Forensic Accounting is sufficiently thorough and complete so that an accountant, in his/her considered independent professional judgment, can deliver a finding as to accounts, inventories or the presentation thereof that is of such quality that it would be sustainable in some adversarial legal proceeding, or within some judicial or administrative reviews. Findings are based on scientific detection and interpretation of the evidences of phenomena introduced into the books and records of an accounting system (expansively defined) and the effects of such phenomenon upon the accounts, inventories or the presentation thereof (Bologna, 1995). Alternatively, if there is no impact on an accounting system, there is no accounting evidence, nor is there any effect upon the accounts, inventories or the presentation thereof, then such situation are not within the realm of forensic accounting.
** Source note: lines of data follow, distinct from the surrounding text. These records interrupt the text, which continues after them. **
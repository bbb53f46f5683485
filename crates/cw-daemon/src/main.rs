//! cw-daemon entry point.
//!
//! Thin on purpose: load config, connect the store, build the shared state,
//! wire middleware, serve. Handlers live in `routes.rs`; state and the stale
//! sweep in `state.rs`.

use std::{sync::Arc, time::Duration};

use anyhow::Context;
use cw_calls::{CallService, CallStore};
use cw_config::{report_unused_keys, UnusedKeyPolicy, ENV_BIND_ADDR_OVERRIDE};
use cw_daemon::{routes, state};
use cw_db::PgCallStore;
use tower_http::trace::{DefaultMakeSpan, DefaultOnResponse, TraceLayer};
use tracing::{info, warn, Level};

#[tokio::main]
async fn main() -> anyhow::Result<()> {
    // Silent if the file does not exist; production injects env vars directly.
    let _ = dotenvy::from_filename(".env.local");

    init_tracing();

    let loaded = cw_config::load_from_env().context("config load failed")?;
    let unused = report_unused_keys(&loaded.config_json, UnusedKeyPolicy::Warn)?;
    for pointer in &unused.unused_leaf_pointers {
        warn!(pointer = %pointer, "config key is not read by cw-daemon");
    }
    let cfg = loaded.service_config()?;
    info!(config_hash = %loaded.config_hash, "config loaded");

    let pool = cw_db::connect_with_config(&cfg.database).await?;
    cw_db::migrate(&pool).await?;

    let store: Arc<dyn CallStore> = Arc::new(PgCallStore::new(pool));
    let calls = CallService::with_windows(store, state::metrics_windows(&cfg.metrics));
    let shared = Arc::new(state::AppState::new(calls));

    if cfg.sweep.enabled {
        state::spawn_stale_sweep(
            shared.calls.clone(),
            Duration::from_secs(cfg.sweep.interval_secs),
        );
    }

    let app = routes::build_router(Arc::clone(&shared)).layer(
        TraceLayer::new_for_http()
            .make_span_with(DefaultMakeSpan::new().level(Level::INFO))
            .on_response(DefaultOnResponse::new().level(Level::INFO)),
    );

    let override_addr = std::env::var(ENV_BIND_ADDR_OVERRIDE).ok();
    let addr = cfg.server.effective_bind_addr(override_addr.as_deref())?;
    info!("cw-daemon listening on http://{}", addr);

    axum::serve(tokio::net::TcpListener::bind(addr).await?, app)
        .with_graceful_shutdown(shutdown_signal())
        .await
        .context("server crashed")?;

    Ok(())
}

fn init_tracing() {
    tracing_subscriber::fmt()
        .with_env_filter(
            tracing_subscriber::EnvFilter::try_from_default_env().unwrap_or_else(|_| "info".into()),
        )
        .init();
}

async fn shutdown_signal() {
    if tokio::signal::ctrl_c().await.is_ok() {
        info!("shutdown requested");
    }
}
The primary orientation of forensic accounting is explanatory analysis (cause and effect) of phenomena, including the discovery of deception (if any), and its effects introduced into an accounting system’s domain (Silverstone, 2004). Forensic accountants are called upon to play important pre-emptive roles, offering independent assurance in such diverse areas as audit committee advisory services, merger and underwriting due diligence, investment analyst research and enterprise risk management.
Fraud investigations on the other part involves the training of possibly forensic accountants to ensure the integrity of financial statements by actively investigating for fraud, identifying all areas of risk and fraud symptoms, pursuing each anomaly and aggressively. The term ‘fraud’ is generally used to describe any criminal deception, false representation by means of a statement or conduct, in order to gain a material advantage.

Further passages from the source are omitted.